I am also a search engine optimization consultant ...I can show you how to get #1 on Google.


----------



## y.painting (Jul 19, 2009)

PaintingPlusCo said:


> ...I can show you how to get #1 on Google.


i've got a bridge for ya...:whistling2:


----------



## PaintingPlusCo (May 1, 2009)

Please see your PM for a list of terms I am on first page of Google ....:thumbsup:

/too many keywords to put in a PM so here they are.......My money where my mouth is.............

dutchess county painting 
painters in dutchess county 
painters dutchess county
dutchess county painters 
exterior painters, hudson valley 
exterior painting hudson 
house paint restoration
painting plus rhinebeck
what do restoration painters do 
restoration painters 
house painter columbia county new york
contact painting 
house painter li ny 
house painting nyc 
hudson valley plaster repair 
plaster repair hudson valley 
free painting estimate
painter hudson
painting restoration programs 
rhinebeck painter 
free estimate painting 
free painting estimates
painting and restoration 
house painting new york 
free online painting estimator
painters hudson valley ny 
hudson valley restoration 
hudson valley interiors
paint brush marks 
resurfacing a plaster ceiling 
rhinebeck painting
painting restoration jobs 
astor home rhinebeck 
when is the best time to paint indoors 
house painting ny new york ny 
plastering restoration contractor 
how to resurface my plaster walls 
house painters nyc 
rhinebeck painters 
house painters ny
cross hatch paint
house painter new york 
restoration ltd
interior paint estimate 
interior painting estimate
brush marks
interior painting estimating
professional painting and restoration 
room painting estimates 
painting companies in dutchess new york 
estimate for interior painting
painting restoration new york 
interior painting estimates 
painting restoration courses 
nyc house painters
painting estimate sheets 
hudson valley painter
house painting by james 
how to estimate interior painting 
interior painter estimates
hudson painter
estimate interior painting 
painting estimate sheet
interior paint estimator
hudson valley painting
interior painters ny 
interior painting estimator 
interior painters nyc 
painting restorer 
painting indoors 
painting indoors in winter
estimating interior painting 
interior paint estimating
paint estimate sheet






y.painting said:


> i've got a bridge for ya...:whistling2:


----------



## PaintingPlusCo (May 1, 2009)

So what were you saying about a bridge?


----------



## y.painting (Jul 19, 2009)

...there's a very big difference between saying you know how to "optimize for google" (which is good and acceptable) and guaranteeing people that you can get them #1 ranking. Big difference!
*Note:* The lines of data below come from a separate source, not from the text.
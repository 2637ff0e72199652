//! Cancellation-aware emission and pacing shared by every task of a run.

use pitlane_core::{CancellationToken, EventSink, Pacer, RunOutcome, SinkError};
use pitlane_types::{ConfigError, EventRecord, Topic};
use std::sync::Arc;
use std::time::Duration;
use tracing::{debug, warn};

/// Why a task stopped before finishing its work.
#[derive(Debug, Clone, PartialEq, Eq)]
pub(crate) enum Halt {
    Cancelled,
    SinkClosed,
    Failed(String),
}

impl Halt {
    /// Combine the halts of several tasks. The most informative reason wins;
    /// cancellation is usually a consequence of another task halting.
    pub(crate) fn merge(current: Option<Halt>, next: Halt) -> Halt {
        match (current, next) {
            (Some(Halt::Failed(reason)), _) | (_, Halt::Failed(reason)) => Halt::Failed(reason),
            (Some(Halt::SinkClosed), _) | (_, Halt::SinkClosed) => Halt::SinkClosed,
            _ => Halt::Cancelled,
        }
    }
}

impl From<SinkError> for Halt {
    fn from(_: SinkError) -> Self {
        Halt::SinkClosed
    }
}

/// Sink, pacer and cancellation token of one run (or one of its tasks).
#[derive(Debug, Clone)]
pub(crate) struct RunContext {
    topic: Topic,
    sink: EventSink,
    pacer: Arc<dyn Pacer>,
    cancel: CancellationToken,
}

impl RunContext {
    pub(crate) fn new(
        topic: Topic,
        sink: EventSink,
        pacer: Arc<dyn Pacer>,
        cancel: CancellationToken,
    ) -> Self {
        Self {
            topic,
            sink,
            pacer,
            cancel,
        }
    }

    /// A context for child tasks, cancelled with this one or on its own.
    pub(crate) fn child(&self) -> Self {
        Self {
            cancel: self.cancel.child_token(),
            ..self.clone()
        }
    }

    pub(crate) fn cancel_token(&self) -> &CancellationToken {
        &self.cancel
    }

    /// Submit a record unless the run has been cancelled.
    ///
    /// Waits under backpressure, but never past cancellation.
    pub(crate) async fn emit(&self, record: EventRecord) -> Result<(), Halt> {
        tokio::select! {
            biased;
            _ = self.cancel.cancelled() => Err(Halt::Cancelled),
            result = self.sink.submit(record) => result.map_err(Halt::from),
        }
    }

    /// Submit a `log` record on this run's topic.
    pub(crate) async fn log(&self, text: String) -> Result<(), Halt> {
        self.emit(EventRecord::log(self.topic, text)).await
    }

    /// Pause for `duration` of paced time unless cancelled first.
    pub(crate) async fn pause(&self, duration: Duration) -> Result<(), Halt> {
        tokio::select! {
            biased;
            _ = self.cancel.cancelled() => Err(Halt::Cancelled),
            _ = self.pacer.pause(duration) => Ok(()),
        }
    }

    /// Report a rejected configuration: one error log, then `done`.
    pub(crate) async fn reject(&self, err: ConfigError) -> RunOutcome {
        warn!(topic = %self.topic, error = %err, "Rejecting run configuration");
        let reported = async {
            self.log(format!("error: {err}")).await?;
            self.emit(EventRecord::done(
                self.topic,
                format!("{} run rejected", self.topic),
            ))
            .await
        };
        match reported.await {
            Ok(()) => RunOutcome::InvalidConfiguration,
            Err(halt) => self.outcome_of(halt).await,
        }
    }

    /// Map a halt to the run outcome, reporting failures to the observer.
    ///
    /// Cancelled and sink-closed runs stay silent; a failed run still gets
    /// an error log and a `done` record if the sink accepts them.
    pub(crate) async fn outcome_of(&self, halt: Halt) -> RunOutcome {
        match halt {
            Halt::Cancelled => {
                debug!(topic = %self.topic, "Run cancelled");
                RunOutcome::Cancelled
            }
            Halt::SinkClosed => {
                debug!(topic = %self.topic, "Event sink closed, abandoning run");
                RunOutcome::SinkClosed
            }
            Halt::Failed(reason) => {
                tracing::error!(topic = %self.topic, %reason, "Run failed");
                let _ = self.log(format!("internal error: {reason}")).await;
                let _ = self
                    .emit(EventRecord::done(self.topic, format!("{} run failed", self.topic)))
                    .await;
                RunOutcome::Failed
            }
        }
    }
}

#[cfg(test)]
mod tests {
    use super::*;
    use pitlane_core::{event_channel, InstantPacer};

    fn context(capacity: usize) -> (RunContext, pitlane_core::EventStream) {
        let (sink, stream) = event_channel(capacity);
        let ctx = RunContext::new(
            Topic::Ring,
            sink,
            Arc::new(InstantPacer),
            CancellationToken::new(),
        );
        (ctx, stream)
    }

    #[test]
    fn test_merge_prefers_informative_halts() {
        assert_eq!(Halt::merge(None, Halt::Cancelled), Halt::Cancelled);
        assert_eq!(
            Halt::merge(Some(Halt::Cancelled), Halt::SinkClosed),
            Halt::SinkClosed
        );
        assert_eq!(
            Halt::merge(Some(Halt::SinkClosed), Halt::Cancelled),
            Halt::SinkClosed
        );
        assert_eq!(
            Halt::merge(Some(Halt::SinkClosed), Halt::Failed("boom".into())),
            Halt::Failed("boom".into())
        );
    }

    #[tokio::test]
    async fn test_emit_after_cancel_sends_nothing() {
        let (ctx, mut stream) = context(4);
        ctx.cancel_token().cancel();

        assert_eq!(ctx.log("late".into()).await, Err(Halt::Cancelled));
        drop(ctx);
        assert!(stream.next_event().await.is_none());
    }

    #[tokio::test]
    async fn test_cancel_releases_blocked_emit() {
        let (ctx, _stream) = context(1);
        ctx.log("fills the slot".into()).await.unwrap();

        let blocked = tokio::spawn({
            let ctx = ctx.clone();
            async move { ctx.log("waits for capacity".into()).await }
        });
        tokio::task::yield_now().await;
        ctx.cancel_token().cancel();

        assert_eq!(blocked.await.unwrap(), Err(Halt::Cancelled));
    }

    #[tokio::test]
    async fn test_child_is_cancelled_with_parent() {
        let (ctx, _stream) = context(1);
        let child = ctx.child();
        ctx.cancel_token().cancel();
        assert!(child.cancel_token().is_cancelled());
    }

    #[tokio::test]
    async fn test_closed_sink_halts() {
        let (ctx, mut stream) = context(1);
        stream.close();
        assert_eq!(ctx.log("nobody listens".into()).await, Err(Halt::SinkClosed));
    }
}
Read up on *"*Why Reputable SEO Firms Don't Promise Guaranteed Search Engine Rankings" You might also find of particular interest google's own warning against such tactics: "No one can guarantee a #1 ranking on Google."

PS - most of us are very chill on this forum and it is common to see back and forth jokes flying at each other. Seeing that you're pretty new, I suggest you tone down your hostility if you want to fit into the group nicely


----------



## PaintingPlusCo (May 1, 2009)

I didn't guarantee anything. My words were "I can show you how to get first page on Google." Not "I guarantee" although I do make such a guarantee because I don't charge my clients until they actually reach the first page. 



y.painting said:


> ...there's a very big difference between saying you know how to "optimize for google" (which is good and acceptable) and guaranteeing people that you can get them #1 ranking. Big difference!
> 
> Read up on *"*Why Reputable SEO Firms Don't Promise Guaranteed Search Engine Rankings" You might also find of particular interest google's own warning against such tactics: "No one can guarantee a #1 ranking on Google."
> 
> PS - most of us are very chill on this forum and it is common to see back and forth jokes flying at each other. Seeing that you're pretty new, I suggest you tone down your hostility if you want to fit into the group nicely


----------



## PaintingPlusCo (May 1, 2009)

y.painting said:


> ...there's a very big difference between saying you know how to "optimize for google" (which is good and acceptable) and guaranteeing people that you can get them #1 ranking. Big difference!
> 
> Read up on *"*Why Reputable SEO Firms Don't Promise Guaranteed Search Engine Rankings" You might also find of particular interest google's own warning against such tactics: "No one can guarantee a #1 ranking on Google."
> 
> PS - most of us are very chill on this forum and it is common to see back and forth jokes flying at each other. Seeing that you're pretty new, I suggest you tone down your hostility if you want to fit into the group nicely


Could you please point out any where that I showed hostility? the only hostility I noticed was your bridge statement.  If anything came across as hostile, I apologize. Because none was ever meant. I just made the post to back up my statement and to show that I really do know how to optimize since a LOT of people make that claim. sorry for any misunderstanding.


----------